2Backend (this agent / Toby team)Add a structured log line in GetRetentionOffer when result.Eligible == true, including teamID, userID, OfferType, CouponID. Pulls one bit of visibility into the funnel without a schema change. ~10 LOC patch in subscription_context.go:599-607.
3Backend / DevOpsSeparate ticket: create the 5 missing TOBY_RETENTION* secrets in Secret Manager (or rip out the secret-lookup for these and document the defaults). Either way, kill the cold-start log spam — it's misleading on-call signal.

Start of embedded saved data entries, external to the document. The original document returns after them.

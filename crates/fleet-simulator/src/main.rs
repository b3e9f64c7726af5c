//! Fleet Simulator CLI
//!
//! Drives the full fleet pipeline against simulated hardware: seed the
//! registry, validate against a mission requirement, hand the validated set
//! to the mission manager, then fly a recon leg and a patrol.

use std::num::NonZeroU32;
use std::sync::Arc;
use std::time::Duration;

use anyhow::Result;
use clap::Parser;
use fleet_domain::{LiveState, MissionRequirement, SensorKind, SensorReading};
use fleet_mission::{Command, FlightReport, FlightStrategy, MissionContext, MissionManager};
use fleet_registry::{EligibilityValidator, FleetRegistry};
use fleet_simulator::{SensorSuite, SimulatedDrone, default_adapters, seed};
use tracing::{info, warn};
use tracing_subscriber::EnvFilter;

#[derive(Parser, Debug)]
#[command(name = "fleet-simulator")]
#[command(about = "Simulate UAV fleet validation and mission flight")]
struct Args {
    /// Minimum battery capacity a drone must have for the mission
    #[arg(short, long, default_value = "75")]
    required_capacity: u16,

    /// Patrol laps to fly after the recon leg
    #[arg(short, long, default_value = "2")]
    laps: NonZeroU32,

    /// Forward leg distance in meters
    #[arg(long, default_value = "10.0")]
    forward_m: f64,

    /// Turn angle in degrees
    #[arg(long, default_value = "90.0")]
    turn_deg: f64,

    /// Simulated actuation delay per maneuver in milliseconds
    #[arg(long, default_value = "250")]
    actuation_delay_ms: u64,

    /// Script the n-th maneuver (zero-based) to fail
    #[arg(long)]
    fail_at: Option<u32>,
}

#[tokio::main]
async fn main() -> Result<()> {
    // Initialize logging
    tracing_subscriber::fmt()
        .with_env_filter(
            EnvFilter::from_default_env().add_directive("fleet_simulator=info".parse()?),
        )
        .init();

    let args = Args::parse();

    // Fleet intake: roster rows become interned descriptors.
    let registry = Arc::new(FleetRegistry::new());
    seed(&registry)?;
    let validator = EligibilityValidator::new(Arc::clone(&registry), Arc::new(default_adapters()));

    // Selection and approval.
    let requirement = MissionRequirement::new(args.required_capacity);
    let selected = validator.select_by_capacity(&requirement);
    info!(?selected, required = args.required_capacity, "capacity selection done");

    let mut validated = Vec::new();
    for drone_id in &selected {
        match validator.approve(drone_id) {
            Ok(drone) => {
                info!(drone_id = %drone.drone_id, "approved for flight and mission");
                validated.push(drone);
            }
            Err(err) => warn!(drone_id = %drone_id, %err, "drone rejected"),
        }
    }
    info!(
        validated = %serde_json::to_string(&validated)?,
        "validated set ready for handover"
    );

    // Handover to the mission manager, with a completeness audit.
    let mut manager = MissionManager::new();
    if let Err(err) = manager.receive(validated.clone()) {
        warn!(%err, "no mission will be flown");
        return Ok(());
    }
    let audit = MissionManager::check_completeness(&validated, manager.validated());
    if !audit.is_complete() {
        warn!(missing = ?audit.missing, unexpected = ?audit.unexpected, "handover drifted");
    }

    // Fly the lead drone: one recon leg, then the patrol.
    let lead_id = manager.validated()[0].drone_id.clone();
    let mut sim = SimulatedDrone::new(&lead_id)
        .with_actuation_delay(Duration::from_millis(args.actuation_delay_ms));
    if let Some(n) = args.fail_at {
        sim = sim.with_failure_at(n);
    }
    let lead = Arc::new(sim);

    let mut ctx = MissionContext::with_strategy(FlightStrategy::Recon);
    ctx.add_command(Command::takeoff(lead.clone()));
    ctx.add_command(Command::move_forward(lead.clone(), args.forward_m));
    ctx.add_command(Command::turn(lead.clone(), args.turn_deg));
    log_report("recon", &ctx.execute().await?);

    ctx.set_strategy(FlightStrategy::patrol(args.laps));
    ctx.add_command(Command::takeoff(lead.clone()));
    ctx.add_command(Command::move_forward(lead.clone(), args.forward_m));
    ctx.add_command(Command::turn(lead.clone(), args.turn_deg));
    log_report("patrol", &ctx.execute().await?);

    info!(maneuvers = lead.maneuvers_flown(), "flight demo finished");

    // One telemetry poll from the lead drone's sensor suite.
    let mut sensors = SensorSuite::new(55.7558, 37.6176, 120.0);
    let poll = sensors.poll();
    for (kind, reading) in &poll {
        info!(sensor = kind.as_str(), ?reading, "telemetry");
    }
    if let Some(descriptor) = registry.find_by_id(&lead_id) {
        let altitude_m = match poll.get(&SensorKind::Altimeter) {
            Some(SensorReading::Altitude(alt)) => *alt,
            _ => 0.0,
        };
        let live = LiveState {
            speed_mps: f32::from(descriptor.max_speed_mps) * 0.6,
            altitude_m,
            battery_pct: 96.0,
        };
        info!("{}", descriptor.status_report(&live));
    }

    Ok(())
}

/// Summarize one mission leg in the logs.
fn log_report(leg: &str, report: &FlightReport) {
    if report.is_clean() {
        info!(
            leg,
            laps = report.laps_flown,
            executed = report.commands_executed,
            "mission leg complete"
        );
    } else {
        warn!(
            leg,
            laps = report.laps_flown,
            executed = report.commands_executed,
            failures = report.failures.len(),
            "mission leg finished with failures"
        );
    }
}
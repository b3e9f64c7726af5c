//! Motion commands.
//!
//! A closed set of variants dispatched by a single `execute` operation.
//! Each variant carries exactly the handle it is bound to and the
//! parameters it needs; commands are immutable once constructed.

use std::fmt;
use std::future::Future;
use std::sync::Arc;
use std::time::Duration;

use tracing::debug;

use crate::error::{HandleError, MissionError};
use crate::handle::DroneHandle;

/// Applied at the handle boundary so a stalled actuation call cannot block
/// a mission indefinitely.
pub const DEFAULT_COMMAND_TIMEOUT: Duration = Duration::from_secs(30);

/// One atomic unit of drone motion, bound to exactly one handle.
pub enum Command {
    Takeoff {
        handle: Arc<dyn DroneHandle>,
        timeout: Duration,
    },
    MoveForward {
        handle: Arc<dyn DroneHandle>,
        distance_m: f64,
        timeout: Duration,
    },
    Turn {
        handle: Arc<dyn DroneHandle>,
        degree: f64,
        timeout: Duration,
    },
}

impl Command {
    #[must_use]
    pub fn takeoff(handle: Arc<dyn DroneHandle>) -> Self {
        Self::Takeoff {
            handle,
            timeout: DEFAULT_COMMAND_TIMEOUT,
        }
    }

    #[must_use]
    pub fn move_forward(handle: Arc<dyn DroneHandle>, distance_m: f64) -> Self {
        Self::MoveForward {
            handle,
            distance_m,
            timeout: DEFAULT_COMMAND_TIMEOUT,
        }
    }

    #[must_use]
    pub fn turn(handle: Arc<dyn DroneHandle>, degree: f64) -> Self {
        Self::Turn {
            handle,
            degree,
            timeout: DEFAULT_COMMAND_TIMEOUT,
        }
    }

    /// Replace the handle-boundary timeout for this command.
    #[must_use]
    pub fn with_timeout(mut self, new_timeout: Duration) -> Self {
        match &mut self {
            Self::Takeoff { timeout, .. }
            | Self::MoveForward { timeout, .. }
            | Self::Turn { timeout, .. } => *timeout = new_timeout,
        }
        self
    }

    /// Short label for logs and error records.
    #[must_use]
    pub fn kind(&self) -> &'static str {
        match self {
            Self::Takeoff { .. } => "TAKEOFF",
            Self::MoveForward { .. } => "MOVE_FORWARD",
            Self::Turn { .. } => "TURN",
        }
    }

    /// Forward to the matching handle operation.
    ///
    /// # Errors
    ///
    /// `Execution` when the handle reports an actuation failure, `Timeout`
    /// when the handle does not come back within this command's timeout.
    pub async fn execute(&self) -> Result<(), MissionError> {
        debug!(command = %self, "executing command");
        match self {
            Self::Takeoff { handle, timeout } => {
                Self::bounded(self.kind(), *timeout, handle.takeoff()).await
            }
            Self::MoveForward {
                handle,
                distance_m,
                timeout,
            } => Self::bounded(self.kind(), *timeout, handle.move_forward(*distance_m)).await,
            Self::Turn {
                handle,
                degree,
                timeout,
            } => Self::bounded(self.kind(), *timeout, handle.turn(*degree)).await,
        }
    }

    async fn bounded<F>(command: &str, timeout: Duration, op: F) -> Result<(), MissionError>
    where
        F: Future<Output = Result<(), HandleError>>,
    {
        match tokio::time::timeout(timeout, op).await {
            Ok(Ok(())) => Ok(()),
            Ok(Err(source)) => Err(MissionError::Execution {
                command: command.to_string(),
                source,
            }),
            Err(_) => Err(MissionError::Timeout {
                command: command.to_string(),
                timeout_ms: u64::try_from(timeout.as_millis()).unwrap_or(u64::MAX),
            }),
        }
    }
}

impl fmt::Display for Command {
    fn fmt(&self, f: &mut fmt::Formatter<'_>) -> fmt::Result {
        match self {
            Self::Takeoff { .. } => write!(f, "TAKEOFF"),
            Self::MoveForward { distance_m, .. } => write!(f, "MOVE_FORWARD {distance_m}m"),
            Self::Turn { degree, .. } => write!(f, "TURN {degree}deg"),
        }
    }
}

impl fmt::Debug for Command {
    fn fmt(&self, f: &mut fmt::Formatter<'_>) -> fmt::Result {
        write!(f, "Command::{self}")
    }
}

#[cfg(test)]
mod tests {
    use super::*;
    use async_trait::async_trait;
    use std::sync::Mutex;

    #[derive(Default)]
    struct RecordingDrone {
        calls: Mutex<Vec<String>>,
    }

    #[async_trait]
    impl DroneHandle for RecordingDrone {
        async fn takeoff(&self) -> Result<(), HandleError> {
            self.calls.lock().unwrap().push("takeoff".to_string());
            Ok(())
        }

        async fn move_forward(&self, distance_m: f64) -> Result<(), HandleError> {
            self.calls
                .lock()
                .unwrap()
                .push(format!("move_forward {distance_m}"));
            Ok(())
        }

        async fn turn(&self, degree: f64) -> Result<(), HandleError> {
            self.calls.lock().unwrap().push(format!("turn {degree}"));
            Ok(())
        }
    }

    struct StalledDrone;

    #[async_trait]
    impl DroneHandle for StalledDrone {
        async fn takeoff(&self) -> Result<(), HandleError> {
            tokio::time::sleep(Duration::from_millis(250)).await;
            Ok(())
        }

        async fn move_forward(&self, _distance_m: f64) -> Result<(), HandleError> {
            Ok(())
        }

        async fn turn(&self, _degree: f64) -> Result<(), HandleError> {
            Ok(())
        }
    }

    struct FailingDrone;

    #[async_trait]
    impl DroneHandle for FailingDrone {
        async fn takeoff(&self) -> Result<(), HandleError> {
            Err(HandleError::Actuation {
                reason: "rotor fault".to_string(),
            })
        }

        async fn move_forward(&self, _distance_m: f64) -> Result<(), HandleError> {
            Ok(())
        }

        async fn turn(&self, _degree: f64) -> Result<(), HandleError> {
            Ok(())
        }
    }

    #[tokio::test]
    async fn commands_forward_to_the_matching_operation() {
        let drone = Arc::new(RecordingDrone::default());

        Command::takeoff(drone.clone()).execute().await.unwrap();
        Command::move_forward(drone.clone(), 10.0)
            .execute()
            .await
            .unwrap();
        Command::turn(drone.clone(), 90.0).execute().await.unwrap();

        let calls = drone.calls.lock().unwrap();
        assert_eq!(*calls, ["takeoff", "move_forward 10", "turn 90"]);
    }

    #[tokio::test]
    async fn stalled_handle_times_out() {
        let cmd = Command::takeoff(Arc::new(StalledDrone)).with_timeout(Duration::from_millis(25));

        match cmd.execute().await {
            Err(MissionError::Timeout {
                command,
                timeout_ms,
            }) => {
                assert_eq!(command, "TAKEOFF");
                assert_eq!(timeout_ms, 25);
            }
            other => panic!("expected timeout, got {other:?}"),
        }
    }

    #[tokio::test]
    async fn actuation_failure_becomes_execution_error() {
        let cmd = Command::takeoff(Arc::new(FailingDrone));
        assert!(matches!(
            cmd.execute().await,
            Err(MissionError::Execution { command, .. }) if command == "TAKEOFF"
        ));
    }

    #[test]
    fn display_includes_parameters() {
        let drone: Arc<dyn DroneHandle> = Arc::new(RecordingDrone::default());
        assert_eq!(
            Command::move_forward(drone.clone(), 12.5).to_string(),
            "MOVE_FORWARD 12.5m"
        );
        assert_eq!(Command::turn(drone, 90.0).to_string(), "TURN 90deg");
    }
}
//! Registry and eligibility error types

use fleet_domain::OperationalStatus;
use thiserror::Error;

/// Eligibility and registry lookup errors.
///
/// These are recoverable by design: callers log them and move on to the next
/// candidate, they never abort a selection pass.
#[derive(Debug, Error)]
pub enum FleetError {
    #[error("drone not found: {drone_id}")]
    NotFound { drone_id: String },

    #[error("manufacturer has no API adapter: {manufacturer}")]
    Unsupported { manufacturer: String },

    #[error("drone {drone_id} is not operational (status: {status})")]
    Ineligible {
        drone_id: String,
        status: OperationalStatus,
    },
}

/// Manufacturer adapter failures.
///
/// Adapter connectivity is never consulted for eligibility; these surface
/// only when a caller actually drives an adapter.
#[derive(Debug, Error)]
pub enum AdapterError {
    #[error("failed to connect to {manufacturer} endpoint: {reason}")]
    Connection {
        manufacturer: String,
        reason: String,
    },

    #[error("command rejected by adapter: {reason}")]
    CommandRejected { reason: String },
}

pub type Result<T> = std::result::Result<T, FleetError>;
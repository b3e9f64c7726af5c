//! Drone actuation seam.
//!
//! Commands are bound to a [`DroneHandle`], the abstraction over whatever
//! actually moves the airframe (a simulator, a flight-controller link).
//! Implementations can be swapped without touching the command layer.

use async_trait::async_trait;

use crate::error::HandleError;

/// Motion primitives of one drone.
///
/// Every operation is suspend-capable: implementations are expected to
/// await the underlying actuation I/O. Parameter validation is not this
/// seam's job; any float is forwarded as-is.
#[async_trait]
pub trait DroneHandle: Send + Sync {
    /// Lift off from the current position.
    async fn takeoff(&self) -> Result<(), HandleError>;

    /// Fly forward by `distance_m` meters.
    async fn move_forward(&self, distance_m: f64) -> Result<(), HandleError>;

    /// Yaw by `degree` degrees.
    async fn turn(&self, degree: f64) -> Result<(), HandleError>;
}
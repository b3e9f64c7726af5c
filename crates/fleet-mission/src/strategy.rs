//! Flight strategy execution using enum dispatch.
//!
//! Two policies over the same ordered command list:
//!
//! - `Recon` - one pass, strictly in order, abort on first failure
//! - `Patrol` - the full list n times back-to-back; a failed lap does not
//!   stop the next lap
//!
//! Strategies are state-free: all mission state lives in the command list
//! and the report.

use std::num::NonZeroU32;

use tracing::{info, warn};

use crate::command::Command;
use crate::error::MissionError;

/// Flight strategy enum - determines how a command sequence runs.
#[derive(Debug, Clone, Copy, Default, PartialEq, Eq)]
pub enum FlightStrategy {
    /// Execute each command once, in order
    #[default]
    Recon,
    /// Repeat the full ordered sequence `laps` times consecutively
    Patrol { laps: NonZeroU32 },
}

impl FlightStrategy {
    /// Patrol strategy flying `laps` laps. `laps >= 1` by construction.
    #[must_use]
    pub const fn patrol(laps: NonZeroU32) -> Self {
        Self::Patrol { laps }
    }

    /// Run the ordered command list under this policy.
    ///
    /// Failures are captured in the report rather than returned: a recon
    /// failure aborts the remainder of the pass, a patrol failure aborts
    /// the remainder of its lap only.
    pub async fn run(&self, commands: &[Command]) -> FlightReport {
        match self {
            Self::Recon => {
                info!("starting reconnaissance mission");
                let mut report = FlightReport::default();
                Self::fly_lap(commands, &mut report).await;
                report.laps_flown = 1;
                info!(
                    commands_executed = report.commands_executed,
                    "reconnaissance mission finished"
                );
                report
            }

            Self::Patrol { laps } => {
                info!(laps = laps.get(), "starting patrol mission");
                let mut report = FlightReport::default();
                for lap in 1..=laps.get() {
                    let clean = Self::fly_lap(commands, &mut report).await;
                    report.laps_flown = lap;
                    if clean {
                        info!(lap, "patrol lap complete");
                    } else {
                        warn!(lap, "patrol lap aborted, continuing with next lap");
                    }
                }
                info!(
                    laps_flown = report.laps_flown,
                    failures = report.failures.len(),
                    "patrol mission finished"
                );
                report
            }
        }
    }

    /// One in-order pass. Returns whether the lap ran to completion; on a
    /// failure the remaining commands of this lap are skipped (already
    /// executed commands are not rolled back).
    async fn fly_lap(commands: &[Command], report: &mut FlightReport) -> bool {
        for command in commands {
            match command.execute().await {
                Ok(()) => report.commands_executed += 1,
                Err(err) => {
                    warn!(command = %command, error = %err, "command failed, aborting lap");
                    report.failures.push(err);
                    return false;
                }
            }
        }
        true
    }
}

/// Outcome of one strategy execution.
///
/// Failure states are observable here, not only in the logs: every aborted
/// lap contributes one entry to `failures`.
#[derive(Debug, Default)]
pub struct FlightReport {
    /// Laps started (recon always flies exactly one)
    pub laps_flown: u32,
    /// Commands that completed successfully, across all laps
    pub commands_executed: usize,
    /// One entry per aborted lap, in occurrence order
    pub failures: Vec<MissionError>,
}

impl FlightReport {
    /// Whether every lap ran to completion.
    #[must_use]
    pub fn is_clean(&self) -> bool {
        self.failures.is_empty()
    }
}

#[cfg(test)]
mod tests {
    use super::*;
    use crate::error::HandleError;
    use crate::handle::DroneHandle;
    use async_trait::async_trait;
    use std::sync::{Arc, Mutex};

    /// Records every actuation call; fails the call at `fail_at` (global,
    /// zero-based) exactly once.
    struct ScriptedDrone {
        calls: Mutex<Vec<String>>,
        fail_at: Option<usize>,
    }

    impl ScriptedDrone {
        fn new(fail_at: Option<usize>) -> Arc<Self> {
            Arc::new(Self {
                calls: Mutex::new(Vec::new()),
                fail_at,
            })
        }

        fn record(&self, op: &str) -> Result<(), HandleError> {
            let mut calls = self.calls.lock().unwrap();
            let index = calls.len();
            calls.push(op.to_string());
            if self.fail_at == Some(index) {
                return Err(HandleError::Actuation {
                    reason: "scripted failure".to_string(),
                });
            }
            Ok(())
        }

        fn calls(&self) -> Vec<String> {
            self.calls.lock().unwrap().clone()
        }
    }

    #[async_trait]
    impl DroneHandle for ScriptedDrone {
        async fn takeoff(&self) -> Result<(), HandleError> {
            self.record("takeoff")
        }

        async fn move_forward(&self, _distance_m: f64) -> Result<(), HandleError> {
            self.record("move_forward")
        }

        async fn turn(&self, _degree: f64) -> Result<(), HandleError> {
            self.record("turn")
        }
    }

    fn sequence(drone: &Arc<ScriptedDrone>) -> Vec<Command> {
        vec![
            Command::takeoff(drone.clone()),
            Command::move_forward(drone.clone(), 10.0),
            Command::turn(drone.clone(), 90.0),
        ]
    }

    fn laps(n: u32) -> NonZeroU32 {
        NonZeroU32::new(n).unwrap()
    }

    #[tokio::test]
    async fn recon_executes_each_command_once_in_order() {
        let drone = ScriptedDrone::new(None);
        let report = FlightStrategy::Recon.run(&sequence(&drone)).await;

        assert_eq!(drone.calls(), ["takeoff", "move_forward", "turn"]);
        assert_eq!(report.laps_flown, 1);
        assert_eq!(report.commands_executed, 3);
        assert!(report.is_clean());
    }

    #[tokio::test]
    async fn recon_aborts_remainder_after_failure() {
        let drone = ScriptedDrone::new(Some(1));
        let report = FlightStrategy::Recon.run(&sequence(&drone)).await;

        // The turn after the failed move is never attempted.
        assert_eq!(drone.calls(), ["takeoff", "move_forward"]);
        assert_eq!(report.commands_executed, 1);
        assert_eq!(report.failures.len(), 1);
        assert!(matches!(
            report.failures[0],
            MissionError::Execution { ref command, .. } if command == "MOVE_FORWARD"
        ));
    }

    #[tokio::test]
    async fn patrol_flies_each_command_n_times_in_order() {
        let drone = ScriptedDrone::new(None);
        let report = FlightStrategy::patrol(laps(2)).run(&sequence(&drone)).await;

        assert_eq!(
            drone.calls(),
            [
                "takeoff",
                "move_forward",
                "turn",
                "takeoff",
                "move_forward",
                "turn"
            ]
        );
        assert_eq!(report.laps_flown, 2);
        assert_eq!(report.commands_executed, 6);
        assert!(report.is_clean());
    }

    #[tokio::test]
    async fn patrol_continues_after_a_failed_lap() {
        // Fails the second call overall: lap 1 aborts mid-sequence, lap 2
        // still flies all three commands.
        let drone = ScriptedDrone::new(Some(1));
        let report = FlightStrategy::patrol(laps(2)).run(&sequence(&drone)).await;

        assert_eq!(
            drone.calls(),
            ["takeoff", "move_forward", "takeoff", "move_forward", "turn"]
        );
        assert_eq!(report.laps_flown, 2);
        assert_eq!(report.commands_executed, 4);
        assert_eq!(report.failures.len(), 1);
        assert!(!report.is_clean());
    }

    #[tokio::test]
    async fn empty_sequence_is_a_clean_flight() {
        let report = FlightStrategy::Recon.run(&[]).await;
        assert_eq!(report.commands_executed, 0);
        assert!(report.is_clean());
    }
}
//! # Fleet Registry Library
//!
//! Interning registry and mission eligibility layer for the UAV fleet core.
//!
//! ## Architecture
//!
//! ```text
//! ┌─────────────────────────────────────────────────────────────┐
//! │                        Caller (HTTP, CLI)                    │
//! └─────────────────────────────────────────────────────────────┘
//!                              │
//!                              ▼
//! ┌─────────────────────────────────────────────────────────────┐
//! │                    EligibilityValidator                      │
//! │        (capacity filter, adapter check, approval)            │
//! └─────────────────────────────────────────────────────────────┘
//!                    │                   │
//!                    ▼                   ▼
//! ┌─────────────────────────┐   ┌──────────────────────────────┐
//! │      FleetRegistry      │   │         AdapterSet           │
//! │  (interned descriptors) │   │  (manufacturer capability)   │
//! └─────────────────────────┘   └──────────────────────────────┘
//! ```
//!
//! The registry interns [`fleet_domain::DroneDescriptor`] values: equal
//! field tuples share one cached instance for the life of the process. The
//! validator reads that shared state and consults the adapter set for
//! manufacturer support; it never opens a command link itself.

#![forbid(unsafe_code)]
#![warn(clippy::all, clippy::pedantic, clippy::nursery)]
#![allow(clippy::module_name_repetitions)]

pub mod adapters;
pub mod error;
pub mod registry;
pub mod validator;

// Re-export commonly used types
pub use adapters::{AdapterSet, ManufacturerApi};
pub use error::{AdapterError, FleetError, Result};
pub use registry::FleetRegistry;
pub use validator::EligibilityValidator;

4ProductDecide whether to add a retention_offers.status column (or a sibling retention_offer_views table) so "issued" is measurable. Until then, the ticket's metric definition is unanswerable from this schema.

Open items / unknowns

  • Why 134 cancellation_reasons in Feb 2026 but only 22 in Apr 2026? The reason-submit rate has fallen ~6× over 3 months. Either active subscriber churn is genuinely falling, OR the FE flow that captures reason is increasingly being skipped. Worth a separate look. (Backend evidence is healthy in both periods — no deploys to apps/api since 2026-02-02.)
  • Stripe portal direct cancels — confirmed? I'm inferring this from the 120-vs-22 gap. Confirming requires either Stripe Sigma access or correlating the subscriptions.updated_at with whether a matching cancellation_reasons row exists in a ~5min window. Worth doing but not strictly required to defer this to FE.